Wow factor is not a phrase you'd comfortably associate with this phone; in fact it's the very antithesis of that. It's short, squat and dumpy, measuring a portly 17mm across its middle - so thick, in fact, that we spent the first 30 seconds looking for a non-existent sliding keyboard.
And its black and chrome looks don't do it any favours either; place it in a line-up next to Nokia's E71 and E75, the iPhone and HTC's Touch HD, and it's clear that, in terms of desirability, this phone falls short - a long way short.
It's not just the size and the looks, though - the rest of the package fails to inspire confidence too.
The glossy buttons that surround the edges of the phone feel cheap and plasticky, the shiny chrome-effect navigation and call keys are fiddly and the battery cover comes loose too easily for our liking. Worse still, the 480 x 640 resistive touchscreen isn't very responsive.
Two's company
The DX900 is by no means completely undone by its lack of sharp-suitedness, though. It has one key strength that none of the phones we've mentioned so far can match; in fact, that no smartphone we've reviewed can. It takes two SIM cards. Crack open the rear of the case, lever out the battery and you'll see a pair of slots - side by side - just beneath.

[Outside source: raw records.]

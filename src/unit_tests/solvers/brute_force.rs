use super::*;
use crate::instance::Instance;

#[test]
fn test_satisfiable_instance() {
    let instance = Instance::from_literals([vec![1, 2], vec![-2, 3]]).unwrap();
    let outcome = solve_brute_force(&instance);
    assert!(outcome.satisfiable);
    assert!(outcome.iterations <= 8);
}

#[test]
fn test_unsatisfiable_instance() {
    let instance = Instance::from_literals([vec![1], vec![-1]]).unwrap();
    let outcome = solve_brute_force(&instance);
    assert!(!outcome.satisfiable);
    assert_eq!(outcome.iterations, 2);
}

#[test]
fn test_empty_instance_is_satisfiable() {
    let instance = Instance::from_literals([]).unwrap();
    assert!(solve_brute_force(&instance).satisfiable);
}

#[test]
fn test_empty_clause_is_unsatisfiable() {
    let instance = Instance::from_literals([vec![1], vec![]]).unwrap();
    assert!(!solve_brute_force(&instance).satisfiable);
}

#[test]
fn test_full_clause_set_enumerates_everything() {
    let clauses = (0..8).map(|bits: i32| {
        vec![
            if bits & 1 == 0 { 1 } else { -1 },
            if bits & 2 == 0 { 2 } else { -2 },
            if bits & 4 == 0 { 3 } else { -3 },
        ]
    });
    let instance = Instance::from_literals(clauses).unwrap();
    let outcome = solve_brute_force(&instance);
    assert!(!outcome.satisfiable);
    assert_eq!(outcome.iterations, 8);
}
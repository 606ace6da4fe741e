use super::*;
use crate::instance::Instance;
use crate::solvers::DEFAULT_WALK_PROBABILITY;
use rand::rngs::StdRng;
use rand::SeedableRng;

#[test]
fn test_satisfiable_instance() {
    let instance = Instance::from_literals([vec![1, 2], vec![-2, 3]]).unwrap();
    let mut rng = StdRng::seed_from_u64(0);
    let outcome = solve_gsat_with_walk(&instance, 1000, DEFAULT_WALK_PROBABILITY, &mut rng);
    assert!(outcome.satisfiable);
}

#[test]
fn test_pure_walk_still_converges() {
    // walk_probability = 1.0: every step is a random walk step.
    let instance =
        Instance::from_literals([vec![1, 2], vec![-1, 2], vec![2, 3]]).unwrap();
    let mut rng = StdRng::seed_from_u64(1);
    let outcome = solve_gsat_with_walk(&instance, 1000, 1.0, &mut rng);
    assert!(outcome.satisfiable);
}

#[test]
fn test_pure_greedy_matches_gsat_shape() {
    // walk_probability = 0.0 degenerates to plain GSAT.
    let instance = Instance::from_literals([vec![1], vec![-1]]).unwrap();
    let mut rng = StdRng::seed_from_u64(2);
    let outcome = solve_gsat_with_walk(&instance, 5, 0.0, &mut rng);
    assert!(!outcome.satisfiable);
    assert_eq!(outcome.iterations, 10);
}

#[test]
fn test_terminal_cases() {
    let mut rng = StdRng::seed_from_u64(3);
    let empty = Instance::from_literals([]).unwrap();
    assert!(
        solve_gsat_with_walk(&empty, 10, DEFAULT_WALK_PROBABILITY, &mut rng).satisfiable
    );
    let conflict = Instance::from_literals([vec![]]).unwrap();
    assert!(
        !solve_gsat_with_walk(&conflict, 10, DEFAULT_WALK_PROBABILITY, &mut rng).satisfiable
    );
}
//! Conflict-driven clause learning with non-chronological backtracking.
//!
//! The solver keeps one *global clause store* that only grows: the input
//! clauses followed by every learned clause, each at a stable index. Search
//! nodes carry the reduced instance together with a mapping from its clause
//! positions back to store indices, so a conflict can be traced to the
//! original clause that collapsed to the empty clause.
//!
//! Conflict analysis resolves backwards along the trail until exactly one
//! literal of the current decision level remains (the first unique
//! implication point), learns the negation of the resulting cut, and
//! backtracks to the second-highest decision level among the learned
//! literals.
//!
//! Reference: Marques-Silva, Sakallah: GRASP, a search algorithm for
//! propositional satisfiability (1999).

use crate::attributes::pure_literal;
use crate::instance::{Assignment, Clause, Instance};
use crate::registry::SolverEntry;
use crate::solvers::SearchOutcome;
use std::collections::BTreeMap;

inventory::submit! {
    SolverEntry {
        name: "cdcl",
        family: "dpll",
        description: "CDCL with 1-UIP clause learning and non-chronological backtracking",
        instrumented: true,
    }
}

/// A search node of the CDCL stack.
#[derive(Debug, Clone)]
struct CdclNode {
    /// The instance reduced under the node's trail.
    instance: Instance,
    /// Assigned literals in assignment order.
    trail: Vec<i32>,
    /// Decision level at which each assigned variable was set.
    levels: BTreeMap<i32, usize>,
    /// For propagated variables, the store index of the clause that forced
    /// them; `None` for decisions and pure-literal assignments.
    antecedents: BTreeMap<i32, Option<usize>>,
    /// For each clause position of `instance`, its index in the global store.
    store_indices: Vec<usize>,
}

impl CdclNode {
    fn assign(
        &self,
        literal: i32,
        level: usize,
        antecedent: Option<usize>,
    ) -> CdclNode {
        let (instance, store_indices) = self.instance.assign_and_simplify_with_provenance(
            &Assignment::from_literal(literal),
            &self.store_indices,
        );
        let mut trail = self.trail.clone();
        trail.push(literal);
        let mut levels = self.levels.clone();
        levels.insert(literal.abs(), level);
        let mut antecedents = self.antecedents.clone();
        antecedents.insert(literal.abs(), antecedent);
        CdclNode {
            instance,
            trail,
            levels,
            antecedents,
            store_indices,
        }
    }
}

/// Decide satisfiability with conflict-driven clause learning.
///
/// Propagated and pure-literal assignments inherit the current decision
/// level; each heuristic decision increments it. The reported iteration
/// count is the number of nodes popped off the stack.
pub fn solve_cdcl<H>(instance: &Instance, mut heuristic: H) -> SearchOutcome
where
    H: FnMut(&Instance) -> i32,
{
    let mut store: Vec<Clause> = instance.clauses().to_vec();
    let mut decision_level: usize = 0;
    let mut iterations = 0;

    let mut stack = vec![CdclNode {
        instance: instance.clone(),
        trail: Vec::new(),
        levels: BTreeMap::new(),
        antecedents: BTreeMap::new(),
        store_indices: (0..store.len()).collect(),
    }];

    while let Some(node) = stack.pop() {
        iterations += 1;

        if node.instance.is_empty() {
            return SearchOutcome::new(true, iterations);
        }

        if node.instance.has_empty_clause() {
            if decision_level == 0 {
                return SearchOutcome::new(false, iterations);
            }

            let learned = analyze_conflict(&node, &store, decision_level);
            store.push(learned.clone());
            let learned_index = store.len() - 1;

            // Every live node receives the learned clause in the form its
            // trail reduces it to; nodes already satisfying it are skipped.
            for other in &mut stack {
                if learned
                    .literals
                    .iter()
                    .any(|lit| other.trail.contains(lit))
                {
                    continue;
                }
                let reduced: Vec<i32> = learned
                    .literals
                    .iter()
                    .copied()
                    .filter(|lit| !other.trail.contains(&-lit))
                    .collect();
                other.instance = other.instance.with_clause(Clause::new(reduced));
                other.store_indices.push(learned_index);
            }

            let backtrack_level = backtrack_level(&node, &learned);
            stack.retain(|other| other.levels.values().all(|&level| level <= backtrack_level));
            stack.push(rebuild_node(&node, &store, backtrack_level));
            decision_level = backtrack_level;
            continue;
        }

        // Unit propagation; the forcing clause becomes the antecedent.
        if let Some(position) = node
            .instance
            .clauses()
            .iter()
            .position(|clause| clause.is_unit())
        {
            let literal = node.instance.clauses()[position].literals[0];
            let antecedent = node.store_indices[position];
            stack.push(node.assign(literal, decision_level, Some(antecedent)));
            continue;
        }

        // Pure literals are committed without an antecedent.
        if let Some(literal) = pure_literal(&node.instance) {
            stack.push(node.assign(literal, decision_level, None));
            continue;
        }

        // Decision: both branches pushed, the heuristic's preference on top.
        decision_level += 1;
        let literal = heuristic(&node.instance);
        for branch in [-literal, literal] {
            stack.push(node.assign(branch, decision_level, None));
        }
    }

    SearchOutcome::new(false, iterations)
}

/// Resolve backwards from the conflict to the first unique implication
/// point and return the learned clause.
fn analyze_conflict(node: &CdclNode, store: &[Clause], decision_level: usize) -> Clause {
    let conflict_position = node
        .instance
        .clauses()
        .iter()
        .position(|clause| clause.is_empty())
        .expect("conflict analysis requires an empty clause");
    let conflict_clause = &store[node.store_indices[conflict_position]];

    let level_of = |literal: i32| -> usize {
        node.levels.get(&literal.abs()).copied().unwrap_or(0)
    };

    // The cut starts as the negated conflict clause; insertion order is kept
    // so the learned clause is deterministic.
    let mut cut: Vec<i32> = Vec::new();
    for &lit in &conflict_clause.literals {
        if !cut.contains(&-lit) {
            cut.push(-lit);
        }
    }

    let mut trail = node.trail.clone();
    while cut
        .iter()
        .filter(|&&lit| level_of(lit) == decision_level)
        .count()
        > 1
    {
        let Some(literal) = trail.pop() else {
            break;
        };
        let Some(position) = cut.iter().position(|&lit| lit == literal) else {
            continue;
        };
        cut.remove(position);

        // Replace the literal by the remaining literals of its antecedent,
        // negated. Propagated literals always have one.
        let antecedent = node
            .antecedents
            .get(&literal.abs())
            .copied()
            .flatten()
            .expect("literal in the cut was propagated and has an antecedent");
        for &lit in &store[antecedent].literals {
            if lit != literal && !cut.contains(&-lit) {
                cut.push(-lit);
            }
        }
    }

    Clause::new(cut.into_iter().map(|lit| -lit).collect())
}

/// Level to jump back to: 0 for a unit learned clause, otherwise the
/// second-highest decision level among its literals.
fn backtrack_level(node: &CdclNode, learned: &Clause) -> usize {
    if learned.is_unit() {
        return 0;
    }
    let mut levels: Vec<usize> = learned
        .literals
        .iter()
        .map(|lit| node.levels.get(&lit.abs()).copied().unwrap_or(0))
        .collect();
    levels.sort_unstable();
    levels[levels.len() - 2]
}

/// Recreate the conflicting node at the backtrack level: truncate its trail
/// and replay the remainder against the full (augmented) clause store.
fn rebuild_node(node: &CdclNode, store: &[Clause], backtrack_level: usize) -> CdclNode {
    let mut trail = node.trail.clone();
    let mut levels = node.levels.clone();
    let mut antecedents = node.antecedents.clone();
    while let Some(&literal) = trail.last() {
        if levels.get(&literal.abs()).copied().unwrap_or(0) <= backtrack_level {
            break;
        }
        trail.pop();
        levels.remove(&literal.abs());
        antecedents.remove(&literal.abs());
    }

    let mut instance = Instance::from_parts(store.to_vec());
    let mut store_indices: Vec<usize> = (0..store.len()).collect();
    for &literal in &trail {
        let (reduced, surviving) = instance.assign_and_simplify_with_provenance(
            &Assignment::from_literal(literal),
            &store_indices,
        );
        instance = reduced;
        store_indices = surviving;
    }

    CdclNode {
        instance,
        trail,
        levels,
        antecedents,
        store_indices,
    }
}

#[cfg(test)]
#[path = "../../unit_tests/solvers/dpll/cdcl.rs"]
mod tests;
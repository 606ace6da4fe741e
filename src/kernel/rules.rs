//! Reduction rules for kernel normalization.
//!
//! Each rule inspects an instance and returns `Some(reduced)` when it fires,
//! `None` when it does not apply. Rules are satisfiability-preserving.

use crate::attributes::pure_literal;
use crate::instance::{Assignment, Clause, Instance};

/// Remove the first unit clause by assigning its literal true and
/// simplifying.
pub fn remove_unit_clause(instance: &Instance) -> Option<Instance> {
    let unit = instance.clauses().iter().find(|clause| clause.is_unit())?;
    let assignment = Assignment::from_literal(unit.literals[0]);
    Some(instance.assign_and_simplify(&assignment))
}

/// Remove clauses containing a literal together with its negation. Such
/// clauses are true under every assignment.
pub fn remove_tautological_clauses(instance: &Instance) -> Option<Instance> {
    let filtered: Vec<Clause> = instance
        .clauses()
        .iter()
        .filter(|clause| !clause.is_tautology())
        .cloned()
        .collect();
    if filtered.len() == instance.num_clauses() {
        return None;
    }
    Some(Instance::from_parts(filtered))
}

/// Remove duplicate clauses, then clauses that strictly contain another
/// clause (the smaller clause subsumes them).
pub fn remove_duplicate_and_superset_clauses(instance: &Instance) -> Option<Instance> {
    let mut unique: Vec<Clause> = Vec::new();
    for clause in instance.clauses() {
        if !unique.iter().any(|kept| kept.same_literals(clause)) {
            unique.push(clause.clone());
        }
    }

    let subsumed: Vec<Clause> = unique
        .iter()
        .filter(|clause| {
            !unique
                .iter()
                .any(|other| other.len() < clause.len() && other.subsumes(clause))
        })
        .cloned()
        .collect();

    if subsumed.len() == instance.num_clauses() {
        return None;
    }
    Some(Instance::from_parts(subsumed))
}

/// Assign the first pure literal its only polarity and simplify.
pub fn remove_pure_literal(instance: &Instance) -> Option<Instance> {
    let literal = pure_literal(instance)?;
    Some(instance.assign_and_simplify(&Assignment::from_literal(literal)))
}

/// Merge the first pair of twin clauses `D ∪ {l}` and `D ∪ {¬l}` into the
/// single resolvent `D` (Schöning's "2-Eige-Zwillinge"). The merged clause
/// replaces the first twin with its literals sorted ascending; the second
/// twin is dropped.
pub fn merge_twin_clauses(instance: &Instance) -> Option<Instance> {
    let clauses = instance.clauses();
    for i in 0..clauses.len() {
        for j in (i + 1)..clauses.len() {
            let Some(pivot) = twin_pivot(&clauses[i], &clauses[j]) else {
                continue;
            };
            let mut merged: Vec<i32> = clauses[i]
                .literals
                .iter()
                .copied()
                .filter(|&lit| lit != pivot)
                .collect();
            merged.sort_unstable();

            let mut result = Vec::with_capacity(clauses.len() - 1);
            for (index, clause) in clauses.iter().enumerate() {
                if index == i {
                    result.push(Clause::new(merged.clone()));
                } else if index != j {
                    result.push(clause.clone());
                }
            }
            return Some(Instance::from_parts(result));
        }
    }
    None
}

/// If the two clauses differ in exactly one complementary literal pair,
/// return the member of that pair contained in `first`.
fn twin_pivot(first: &Clause, second: &Clause) -> Option<i32> {
    let only_in_first: Vec<i32> = first
        .literals
        .iter()
        .copied()
        .filter(|&lit| !second.contains(lit))
        .collect();
    let only_in_second: Vec<i32> = second
        .literals
        .iter()
        .copied()
        .filter(|&lit| !first.contains(lit))
        .collect();

    match (only_in_first.as_slice(), only_in_second.as_slice()) {
        ([a], [b]) if *a == -*b => Some(*a),
        _ => None,
    }
}

#[cfg(test)]
#[path = "../unit_tests/kernel/rules.rs"]
mod tests;
use super::*;
use crate::error::SatError;
use crate::instance::Instance;

const EXAMPLE: &str = "c example formula\np cnf 3 2\n1 2 0\n-2 3 0";

#[test]
fn test_parse_basic_document() {
    let instance = parse_dimacs(EXAMPLE).unwrap();
    assert_eq!(
        instance,
        Instance::from_literals([vec![1, 2], vec![-2, 3]]).unwrap()
    );
}

#[test]
fn test_comments_and_blank_padding_are_tolerated() {
    let input = "c one\nc two\n  p cnf 2 1  \n  1   -2  0  ";
    let instance = parse_dimacs(input).unwrap();
    assert_eq!(instance, Instance::from_literals([vec![1, -2]]).unwrap());
}

#[test]
fn test_percent_truncates_the_input() {
    let input = "p cnf 2 1\n1 -2 0\n%\nanything goes here";
    let instance = parse_dimacs(input).unwrap();
    assert_eq!(instance.num_clauses(), 1);
}

#[test]
fn test_duplicate_clause_lines_are_merged() {
    let input = "p cnf 2 3\n1 2 0\n1 2 0\n-1 2 0";
    let instance = parse_dimacs(input).unwrap();
    assert_eq!(instance.num_clauses(), 2);
}

#[test]
fn test_malformed_header_is_rejected() {
    assert!(matches!(
        parse_dimacs("p cnf 0 1\n1 0"),
        Err(SatError::ParseError(_))
    ));
    assert!(matches!(
        parse_dimacs("p dnf 1 1\n1 0"),
        Err(SatError::ParseError(_))
    ));
    assert!(matches!(parse_dimacs(""), Err(SatError::ParseError(_))));
}

#[test]
fn test_clause_count_mismatch_is_rejected() {
    assert!(matches!(
        parse_dimacs("p cnf 2 2\n1 2 0"),
        Err(SatError::ParseError(_))
    ));
}

#[test]
fn test_missing_terminator_is_rejected() {
    assert!(matches!(
        parse_dimacs("p cnf 2 1\n1 2"),
        Err(SatError::ParseError(_))
    ));
}

#[test]
fn test_variable_range_must_match_header() {
    // Header promises 3 variables, clauses use only 2.
    assert!(matches!(
        parse_dimacs("p cnf 3 1\n1 2 0"),
        Err(SatError::ParseError(_))
    ));
    // Variable 4 is outside 1..=3.
    assert!(matches!(
        parse_dimacs("p cnf 3 2\n1 2 0\n4 -1 0"),
        Err(SatError::ParseError(_))
    ));
}

#[test]
fn test_write_round_trip() {
    let instance = Instance::from_literals([vec![1, 2], vec![-2, 3]]).unwrap();
    let document = write_dimacs(&instance);
    assert_eq!(document, "p cnf 3 2\n1 2 0\n-2 3 0");
    assert_eq!(parse_dimacs(&document).unwrap(), instance);
}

This means you can make and take calls on two numbers with the same handset - a boon for anyone who routinely carries two phones around - one for business and one for personal calls.
You can insert a 3.5G SIM card in the first one, which allows you to connect at speeds of up to 7.2Mbits/sec. With the second, the data speed is limited to GPRS rates.
But as with the appearance of the phone, the way the SIMs are handled isn't exactly polished. Dial a number or send a text and you're given a choice of which SIM to send it with. But the options given aren't helpful - they're labelled SIM1 or SIM2 - and they can't be renamed so you'll have to remember which card is in which slot.
If you want to use both SIMs for data it's even more of a pain. You have to set up a separate modem connection for each one, then use Windows Mobile's Connection Settings to switch between the two.
Battery life isn't great either, and although the phone has a reasonably high-capacity 1,530mAh lithium-polymer cell, it ran dry just short of a full day's use. A very disappointing result.
New browser
Another interesting feature that we haven't seen before on a smartphone is the presence of Internet Explorer Mobile 6. This finally brings proper, full web page rendering to Windows Mobile and it's pretty good at displaying pages in general.
We had no problems looking at the PC Pro website, the main BBC homepage and others - but zooming in and out is clunky and slow in comparison to Opera Mobile, which is included with most HTC Windows Mobile phones.
Elsewhere, you get the usual array of smartphone toys: Bluetooth, 802.11bg Wi-Fi, microSD memory card slot, GPS, an accelerometer that flips the screen from portrait to landscape automatically, and a three-megapixel camera with autofocus, LED flash and video capture.